Es todo muy confuso. Pero no tanto, vamos. Duhalde sí pensaba volver, y volvió acompañado. El peronismo ya tiene su ala derecha bien armada. Nos resta ver si esa derecha peronista es ahora democrática. No lo fue antes. Y, sin embargo, veremos, ahora esa gente no será tan terrible ni tan corrupta para las otras derechas que pueblan el Parlamento. Unas y otras se sienten representantes de los intereses de la renta. Hablan de los pequeños y medianos productores, pero ni en el Parlamento ni en los grandes medios quedó claro, a lo largo de todo este conflicto, a qué intereses específicos responden Miguens y Llambías. Se lo pasan hablando de los pequeños y medianos productores, como si ellos también fueran dirigentes de la Federación Agraria. Los movileros como los conductores de los programas periodísticos de la televisión actual los dejan. Este debe haber sido el conflicto con menos repreguntas de la historia.
El viejo peronismo que baila con la más fea no escandaliza tampoco a la clase media. El clientelismo puro y la corrupción a escalas innegables no mueven a las señoras caceroleras a indignarse. Dicen que detestan al peronismo, pero parecen más bien detestar que los de abajo suban algún peldaño. En rigor, ése es el peronismo al que temen, el que puede mover algo de lugar. Esa es la parte más ruin de la clase media a la que pertenecemos tantos: se siente más clase media si hay miseria alrededor.
Decía al principio que están apareciendo banderas. Llamo aquí banderas a las convicciones que nos han animado siempre. La equidad, la justicia social, la defensa de los intereses nacionales. Apenas se conoció la inminencia del conflicto de Aerolíneas, Canal 13 sacó a un excitado Joaquín Morales Solá que ya antes de tiempo y sin que nadie se lo pida, montaba guardia en defensa de los intereses de un grupo español privado. Recuerdo perfectamente cuando Aerolíneas fue privatizada. Recuerdo la vergüenza y la rabia que generó aquel remate que sin embargo no sacó a multitudes a la calle.

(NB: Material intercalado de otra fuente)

impl<'a> ByteWriter<'a> {
	pub fn new(buf: &'a mut [u8]) -> Self {
		ByteWriter { buf, len: 0 }
	}

	/// The number of bytes written so far.
	pub fn len(&self) -> usize {
		self.len
	}

	pub fn is_empty(&self) -> bool {
		self.len == 0
	}

	/// The number of bytes of free capacity remaining.
	pub fn remaining_capacity(&self) -> usize {
		self.buf.len() - self.len
	}

	pub fn as_slice(&self) -> &[u8] {
		&self.buf[..self.len]
	}

	fn reserve(&mut self, n: usize) -> io::Result<()> {
		if self.remaining_capacity() < n {
			return Err(overrun());
		}
		Ok(())
	}

	pub fn put8(&mut self, v: u8) -> io::Result<()> {
		self.append(&[v])
	}

	pub fn put16(&mut self, v: u16) -> io::Result<()> {
		self.append(&v.to_le_bytes())
	}

	pub fn put32(&mut self, v: u32) -> io::Result<()> {
		self.append(&v.to_le_bytes())
	}

	pub fn put64(&mut self, v: u64) -> io::Result<()> {
		self.append(&v.to_le_bytes())
	}

	pub fn put16_be(&mut self, v: u16) -> io::Result<()> {
		self.append(&v.to_be_bytes())
	}

	pub fn put32_be(&mut self, v: u32) -> io::Result<()> {
		self.append(&v.to_be_bytes())
	}

	/// Appends raw bytes.
	pub fn append(&mut self, bytes: &[u8]) -> io::Result<()> {
		self.reserve(bytes.len())?;
		self.buf[self.len..self.len + bytes.len()].copy_from_slice(bytes);
		self.len += bytes.len();
		Ok(())
	}

	/// Appends `n` copies of `byte`.
	pub fn fill(&mut self, n: usize, byte: u8) -> io::Result<()> {
		self.reserve(n)?;
		self.buf[self.len..self.len + n].fill(byte);
		self.len += n;
		Ok(())
	}
}

impl<'a> Write for ByteWriter<'a> {
	fn write(&mut self, buf: &[u8]) -> io::Result<usize> {
		self.append(buf)?;
		Ok(buf.len())
	}

	fn flush(&mut self) -> io::Result<()> {
		Ok(())
	}
}

fn overrun() -> io::Error {
	io::Error::new(io::ErrorKind::UnexpectedEof, "buffer overrun")
}

/// A string that is null-terminated (C-style), with some maximum size.
#[derive(Debug, Clone, PartialEq, Eq, PartialOrd, Ord, Hash)]
pub struct NullTerminatedString<const SIZE: usize>(pub String);

/// A UUID (Universally Unique Identifier).
pub type UUID = [u8; 16];

/// The endianness of the data.
#[derive(Clone, Copy, Debug)]
pub enum Endian {
	Little,
	Big,
}

/// A trait for reading data from a source with a specified endianness.
pub trait ReadFromWithEndian {
	fn read_from_with_endian<T: Read>(source: &mut T, endian: Endian) -> io::Result<Self>
	where
		Self: Sized;
}

/// A trait for reading data from a source with an implied endianess.
pub trait ReadFrom {
	fn read_from<T: Read>(source: &mut T) -> io::Result<Self>
	where
		Self: Sized;
}

/// A trait for determining the size of the data as would be read from a source.
pub trait Size {
	fn size(&self) -> usize;
}

/// A trait for writing data to a target with a specified endianness.
pub trait WriteToWithEndian {
	fn write_to_with_endian<T: Write>(&self, target: &mut T, endian: Endian) -> io::Result<()>;
}

/// A trait for writing data to a target with an implied endianness.
pub trait WriteTo {
	fn write_to<T: Write>(&self, target: &mut T) -> io::Result<()>;
}

macro_rules! impl_int {
	($ty:ty, $size:expr) => {
		impl ReadFromWithEndian for $ty {
			fn read_from_with_endian<T: Read>(source: &mut T, endian: Endian) -> io::Result<Self> {
				let mut buf = [0u8; $size];
				source.read_exact(&mut buf)?;
				Ok(match endian {
					Endian::Big => <$ty>::from_be_bytes(buf),
					Endian::Little => <$ty>::from_le_bytes(buf),
				})
			}
		}

		impl Size for $ty {
			fn size(&self) -> usize {
				$size
			}
		}

		impl WriteToWithEndian for $ty {
			fn write_to_with_endian<T: Write>(&self, target: &mut T, endian: Endian) -> io::Result<()> {
				match endian {
					Endian::Big => target.write_all(&self.to_be_bytes()),
					Endian::Little => target.write_all(&self.to_le_bytes()),
				}
			}
		}
	};
}

impl ReadFromWithEndian for u8 {
	fn read_from_with_endian<T: Read>(source: &mut T, _: Endian) -> io::Result<Self> {
		u8::read_from(source)
	}
}

impl ReadFrom for u8 {
	fn read_from<T: Read>(source: &mut T) -> io::Result<Self> {
		let mut buf = [0u8; 1];
		source.read_exact(&mut buf)?;
		Ok(buf[0])
	}
}

impl Size for u8 {
	fn size(&self) -> usize {
		1
	}
}

impl WriteTo for u8 {
	fn write_to<T: Write>(&self, target: &mut T) -> io::Result<()> {
		target.write_all(&[*self])
	}
}

impl WriteToWithEndian for u8 {
	fn write_to_with_endian<T: Write>(&self, target: &mut T, _endian: Endian) -> io::Result<()> {
		u8::write_to(self, target)
	}
}

impl_int!(u16, 2);
impl_int!(u32, 4);
impl_int!(u64, 8);
impl_int!(i16, 2);
impl_int!(i32, 4);
impl_int!(i64, 8);

impl ReadFromWithEndian for bool {
	fn read_from_with_endian<T: Read>(source: &mut T, endian: Endian) -> io::Result<Self> {
		Ok(u8::read_from_with_endian(source, endian)? != 0)
	}
}

impl Size for bool {
	fn size(&self) -> usize {
		1
	}
}

impl WriteToWithEndian for bool {
	fn write_to_with_endian<T: Write>(&self, target: &mut T, endian: Endian) -> io::Result<()> {
		(*self as u8).write_to_with_endian(target, endian)
	}
}

impl ReadFromWithEndian for f32 {
	fn read_from_with_endian<T: Read>(source: &mut T, endian: Endian) -> io::Result<Self> {
		Ok(f32::from_bits(u32::read_from_with_endian(source, endian)?))
	}
}

impl Size for f32 {
	fn size(&self) -> usize {
		4
	}
}

impl WriteToWithEndian for f32 {
	fn write_to_with_endian<T: Write>(&self, target: &mut T, endian: Endian) -> io::Result<()> {
		self.to_bits().write_to_with_endian(target, endian)
	}
}

impl ReadFromWithEndian for f64 {
	fn read_from_with_endian<T: Read>(source: &mut T, endian: Endian) -> io::Result<Self> {
		Ok(f64::from_bits(u64::read_from_with_endian(source, endian)?))
	}
}

impl Size for f64 {
	fn size(&self) -> usize {
		8
	}
}

impl WriteToWithEndian for f64 {
	fn write_to_with_endian<T: Write>(&self, target: &mut T, endian: Endian) -> io::Result<()> {
		self.to_bits().write_to_with_endian(target, endian)
	}
}

impl<const MAX_SIZE: usize> ReadFromWithEndian for NullTerminatedString<MAX_SIZE> {
	fn read_from_with_endian<T: Read>(source: &mut T, _: Endian) -> io::Result<Self> {
		let mut buf = [0u8; MAX_SIZE];
		source.read_exact(&mut buf)?;
		let mut len = 0;
		for c in buf.iter().take(MAX_SIZE) {
			if *c == 0 {
				break;
			}
			len += 1;
		}

		if len == MAX_SIZE {
			return Err(io::Error::new(
				io::ErrorKind::InvalidData,
				"String is not null terminated",
			));
		}

		match std::str::from_utf8(&buf[..len]) {
			Ok(s) => Ok(NullTerminatedString(s.to_string())),
			Err(_) => Err(io::Error::new(io::ErrorKind::InvalidData, "String is not valid utf8")),
		}
	}
}

impl<const MAX_SIZE: usize> Size for NullTerminatedString<MAX_SIZE> {
	fn size(&self) -> usize {
		self.0.len() + 1
	}
}

impl<const MAX_SIZE: usize> WriteToWithEndian for NullTerminatedString<MAX_SIZE> {
	fn write_to_with_endian<T: Write>(&self, target: &mut T, _: Endian) -> io::Result<()> {
		target.write_all(self.0.as_bytes())?;
		target.write_all(&[0])?;
		Ok(())
	}
}

/// CIP `SHORT_STRING`: a single length byte followed by that many ASCII bytes.
#[derive(Debug, Clone, Default, PartialEq, Eq, PartialOrd, Ord, Hash)]
pub struct CipShortString(pub String);

impl ReadFromWithEndian for CipShortString {
	fn read_from_with_endian<T: Read>(source: &mut T, endian: Endian) -> io::Result<Self> {
		let len = u8::read_from_with_endian(source, endian)? as usize;
		let mut buf = vec![0u8; len];
		source.read_exact(&mut buf)?;
		Ok(CipShortString(
			String::from_utf8(buf).map_err(|_| io::Error::new(io::ErrorKind::InvalidData, "invalid SHORT_STRING"))?,
		))
	}
}

impl Size for CipShortString {
	fn size(&self) -> usize {
		1 + self.0.len()
	}
}

impl WriteToWithEndian for CipShortString {
	fn write_to_with_endian<T: Write>(&self, target: &mut T, endian: Endian) -> io::Result<()> {
		(self.0.len() as u8).write_to_with_endian(target, endian)?;
		target.write_all(self.0.as_bytes())
	}
}

/// CIP `STRING`: a 2-byte length followed by that many ASCII bytes, padded to
/// an even total length on the wire. The pad byte is stripped on decode and
/// re-added on encode, so the in-memory value never carries it.
#[derive(Debug, Clone, Default, PartialEq, Eq, PartialOrd, Ord, Hash)]
pub struct CipString(pub String);

impl ReadFromWithEndian for CipString {
	fn read_from_with_endian<T: Read>(source: &mut T, endian: Endian) -> io::Result<Self> {
		let len = u16::read_from_with_endian(source, endian)? as usize;
		let mut buf = vec![0u8; len];
		source.read_exact(&mut buf)?;
		if len % 2 != 0 {
			let mut pad = [0u8; 1];
			source.read_exact(&mut pad)?;
		}
		Ok(CipString(
			String::from_utf8(buf).map_err(|_| io::Error::new(io::ErrorKind::InvalidData, "invalid STRING"))?,
		))
	}
}

impl Size for CipString {
	fn size(&self) -> usize {
		2 + self.0.len() + (self.0.len() % 2)
	}
}

impl WriteToWithEndian for CipString {
	fn write_to_with_endian<T: Write>(&self, target: &mut T, endian: Endian) -> io::Result<()> {
		(self.0.len() as u16).write_to_with_endian(target, endian)?;
		target.write_all(self.0.as_bytes())?;
		if self.0.len() % 2 != 0 {
			target.write_all(&[0])?;
		}
		Ok(())
	}
}
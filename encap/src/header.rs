use cip_codec::{int_enum, ByteStruct, Size};

/// The 24-byte EtherNet/IP encapsulation header (Vol2 2-3.2) that precedes
/// every command sent over TCP or UDP.
#[derive(Debug, Clone, Copy, PartialEq, Eq, ByteStruct, Size)]
#[little_endian]
pub struct EncapHeader {
	pub command: u16,
	pub length: u16,
	pub session_handle: u32,
	pub status: u32,
	pub sender_context: [u8; 8],
	pub options: u32,
}

impl EncapHeader {
	pub const SIZE: usize = 24;

	pub fn reply_to(&self, length: u16, status: EncapStatus) -> EncapHeader {
		EncapHeader {
			command: self.command,
			length,
			session_handle: self.session_handle,
			status: (&status).into(),
			sender_context: self.sender_context,
			options: 0,
		}
	}
}

/// The extra 6 bytes ("big header") that `SendRRData`/`SendUnitData` carry
/// immediately after [`EncapHeader`].
#[derive(Debug, Clone, Copy, PartialEq, Eq, ByteStruct, Size)]
#[little_endian]
pub struct BigHeader {
	pub interface_handle: u32,
	pub timeout: u16,
}

int_enum! {
	#[derive(Debug, Clone, Copy, PartialEq, Eq)]
	pub enum EncapCommand: u16 {
		Nop = 0x0000,
		ListServices = 0x0004,
		ListIdentity = 0x0063,
		ListInterfaces = 0x0064,
		RegisterSession = 0x0065,
		UnregisterSession = 0x0066,
		SendRRData = 0x006F,
		SendUnitData = 0x0070,
	}
}

impl EncapCommand {
	/// Commands that carry the extra `{interface_handle, timeout}` header.
	pub fn has_big_header(&self) -> bool {
		matches!(self, EncapCommand::SendRRData | EncapCommand::SendUnitData)
	}

	/// Commands that require a previously registered session.
	pub fn requires_session(&self) -> bool {
		matches!(
			self,
			EncapCommand::UnregisterSession | EncapCommand::SendRRData | EncapCommand::SendUnitData
		)
	}
}

int_enum! {
	#[derive(Debug, Clone, Copy, PartialEq, Eq)]
	pub enum EncapStatus: u32 {
		Success = 0x0000,
		InvalidOrUnsupportedCommand = 0x0001,
		InsufficientMemory = 0x0002,
		IncorrectData = 0x0003,
		InvalidSessionHandle = 0x0064,
		InvalidLength = 0x0065,
		UnsupportedProtocol = 0x0069,
	}
}
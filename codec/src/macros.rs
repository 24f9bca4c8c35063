#[macro_export]
/// int_enum provides a macro to derive an enum from a set of numbers that can be read/write.
macro_rules! int_enum {
    (
        $(#[$outer:meta])*
        $v:vis enum $EnumName:ident : $Type:ty{
            $(
                $(#[$inner:ident $($args:tt)*])*
                $Variant:ident = $Value:expr,
            )+
        }
    ) => {
        $(#[$outer])*
        $v enum $EnumName {
            $(
                $(#[$inner $($args)*])*
                $Variant,
            )+
        }

        impl ::std::convert::TryFrom<$Type> for $EnumName {
            type Error = String;

            // Required method
            fn try_from(value: $Type) -> Result<Self, String> {
                match value {
                    $(
                        $Value => Ok($EnumName::$Variant),
                    )+
                    i => Err(format!("{:?} is not a valid {}", value, stringify!($EnumName)))
                }
            }
        }

        impl From<&$EnumName> for $Type {
            fn from(e: &$EnumName) -> $Type {
                match e {
                    $(
                        $EnumName::$Variant => $Value,
                    )+
                }
            }
        }

        impl ::cip_codec::Size for $EnumName {
            fn size(&self) -> usize {
                let val: $Type = self.into();
                val.size()
            }
        }

        impl ::cip_codec::ReadFromWithEndian for $EnumName {
            fn read_from_with_endian<T: ::std::io::Read>(source: &mut T, endian: ::cip_codec::Endian) -> ::std::io::Result<Self> {
                let val = <$Type>::read_from_with_endian(source, endian)?;

                match val {
                    $(
                        $Value => Ok($EnumName::$Variant),
                    )+
                    _ => {
                        Err(::std::io::Error::new(::std::io::ErrorKind::InvalidData, format!("invalid value for {}: {}", stringify!($EnumName), val)))
                    }
                }
            }
        }

        impl ::cip_codec::WriteToWithEndian for $EnumName {
            fn write_to_with_endian<W: ::std::io::Write>(&self, writer: &mut W, endian: ::cip_codec::Endian) -> ::std::io::Result<()> {
                let val: $Type = match self {
                    $(
                        $EnumName::$Variant => $Value,
                    )+
                };

                val.write_to_with_endian(writer, endian)
            }
        }
    }
}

En la Carta Abierta se habla de la emancipación. Es una idea que suena romántica, naturalmente, entre billikinesca y militante. Ningún aparato de poder, como es la lengua, permitiría que la idea de emancipación llegue límpida al oído de alguien. Para escucharla, hay que afinar el oído. La emancipación, según me la imagino, es la soga desatándose. Es un esfuerzo. Pero es también el sueño de muchos que se conectan a través de ese deseo que los abre. Un deseo de dignidad ante los poderosos, de política ante la chicana, de pasión ante el interés. Algo de esto circula. Se siente.